Sir Alex Ferguson backs cancer research; makes a donation of £250,000

Sir Alex Ferguson.

Sir Alex Ferguson posing with Tom Buckley, a fan diagnosed with cancer in 2009.

Sir Alex Ferguson may have retired from management, but the fighter inside him hasn’t retired yet as he fights the biggest battle for mankind, the fight against Cancer.

Ferguson was one of the secret funders to a research undertaken on a drug which is said to one of the biggest medical breakthrough in decades for treating cancer, revealed Daily Mirror reporter Ben Rossington.

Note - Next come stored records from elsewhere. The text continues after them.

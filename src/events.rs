// 6.0: the wire codec. inbound trading intents as they appear on the input
// stream, outcome events as they are published to the results stream, and the
// reject taxonomy. every outcome echoes the full order payload so downstream
// projection never needs a second lookup.

use rust_decimal::Decimal;
use serde::{Deserialize, Serialize};
use std::collections::HashMap;

use crate::market::AssetQuote;
use crate::position::Position;
use crate::types::{Bps, EntryId, OrderId, Side, Timestamp, UserId};

// 6.1: inbound intents. one JSON document per stream entry:
// {"event": "PLACE_ORDER", "data": {...}}. an unrecognized "event" kind fails
// decoding, which the driver treats as a poison entry.
#[derive(Debug, Clone, Deserialize)]
#[serde(tag = "event", content = "data")]
pub enum InboundEvent {
    #[serde(rename = "PLACE_ORDER")]
    PlaceOrder(PlaceOrder),
    #[serde(rename = "CANCEL_ORDER")]
    CancelOrder(CancelOrder),
    /// One or many quotes replaced atomically before the valuation sweep runs.
    #[serde(rename = "PRICE_UPDATE")]
    PriceUpdate(HashMap<String, AssetQuote>),
}

impl InboundEvent {
    pub fn decode(payload: &str) -> Result<Self, serde_json::Error> {
        serde_json::from_str(payload)
    }
}

#[derive(Debug, Clone, Deserialize)]
pub struct PlaceOrder {
    pub asset: String,
    #[serde(rename = "type")]
    pub side: Side,
    /// Collateral to reserve, in whole USD units as entered by the user.
    pub margin: Decimal,
    pub leverage: u32,
    #[serde(rename = "slippage")]
    pub slippage_tolerance_bp: Bps,
    pub id: OrderId,
    #[serde(rename = "userId")]
    pub user_id: UserId,
}

#[derive(Debug, Clone, Deserialize)]
pub struct CancelOrder {
    #[serde(rename = "orderId")]
    pub order_id: OrderId,
    #[serde(rename = "userId")]
    pub user_id: UserId,
}

// 6.2: outcomes. exactly one per consumed entry that requires a response;
// price updates produce zero or more closures and no direct response.
#[derive(Debug, Clone, PartialEq, Serialize, Deserialize)]
#[serde(tag = "event")]
pub enum Outcome {
    #[serde(rename = "ORDER_OPENED")]
    Opened(OrderOpened),
    #[serde(rename = "ORDER_CLOSED")]
    Closed(OrderClosed),
    #[serde(rename = "ORDER_REJECTED")]
    Rejected(OrderRejected),
}

impl Outcome {
    pub fn encode(&self) -> String {
        // the outcome enum only contains plain data types, serialization
        // cannot fail
        serde_json::to_string(self).unwrap_or_default()
    }
}

#[derive(Debug, Clone, PartialEq, Serialize, Deserialize)]
pub struct OrderOpened {
    #[serde(flatten)]
    pub position: Position,
}

#[derive(Debug, Clone, PartialEq, Serialize, Deserialize)]
pub struct OrderClosed {
    /// The closed position, pnl field carrying the realized USD-scaled pnl.
    #[serde(flatten)]
    pub position: Position,
    /// Realized close price, scaled to the asset's integer representation.
    #[serde(rename = "closePrice")]
    pub close_price: i64,
    #[serde(rename = "closedAt")]
    pub closed_at: Timestamp,
    /// Owner's free margin after settlement, USD-scaled.
    #[serde(rename = "finalFreeMargin")]
    pub final_free_margin: i64,
    #[serde(rename = "closeReason")]
    pub close_reason: CloseReason,
}

#[derive(Debug, Clone, Copy, PartialEq, Eq, Serialize, Deserialize)]
pub enum CloseReason {
    #[serde(rename = "USER_CLOSED")]
    UserClosed,
    #[serde(rename = "LIQUIDATION")]
    Liquidation,
}

#[derive(Debug, Clone, PartialEq, Serialize, Deserialize)]
pub struct OrderRejected {
    #[serde(rename = "originEntryId")]
    pub origin_entry_id: EntryId,
    pub id: OrderId,
    #[serde(rename = "reasonCode")]
    pub reason: RejectReason,
    #[serde(rename = "errorStatus")]
    pub error_status: u16,
    #[serde(rename = "errorMessage")]
    pub error_message: String,
}

impl OrderRejected {
    pub fn new(origin_entry_id: EntryId, id: OrderId, reason: RejectReason, message: String) -> Self {
        Self {
            origin_entry_id,
            id,
            error_status: reason.status(),
            error_message: message,
            reason,
        }
    }
}

// 6.3: admission rejections are expected business outcomes, reported back as
// typed values and never raised as errors. the status is a protocol hint the
// correlating API layer maps onto its own transport.
#[derive(Debug, Clone, Copy, PartialEq, Eq, Serialize, Deserialize)]
#[serde(rename_all = "SCREAMING_SNAKE_CASE")]
pub enum RejectReason {
    PriceUnavailable,
    InsufficientBalance,
    SlippageExceeded,
    OrderNotFound,
}

impl RejectReason {
    pub fn status(&self) -> u16 {
        match self {
            RejectReason::PriceUnavailable => 503,
            RejectReason::InsufficientBalance => 403,
            RejectReason::SlippageExceeded => 422,
            RejectReason::OrderNotFound => 400,
        }
    }
}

According to Rossington, the former Manchester United manager has made a donation of £250,000 to a research study on cancer conducted by Professor Agamemnon Epenetos, a practising Oncologist and Cancer Researcher in London.

Epenetos had earlier unveiled his work on cancer last month in trails which shows that his drug, a genetically engineered protein called TR4 was successful in eliminating cancer cells from human bowels.

http://youtu.be/fAvxyr_nXUU

“I remember being told my parents had lung cancer,” said Ferguson who had lost both of his parents to lung cancer. “It’s one of the scariest things you’ll ever hear.”

Ferguson’s dad Alexander had given up to the disease aged 66 in 1979, while his mother Elizabeth succumed to cancer in 1986 while she was 64.

“But things are different now. These days, lung cancer doesn’t have to be a death sentence. And finding it early could save your life,” he added.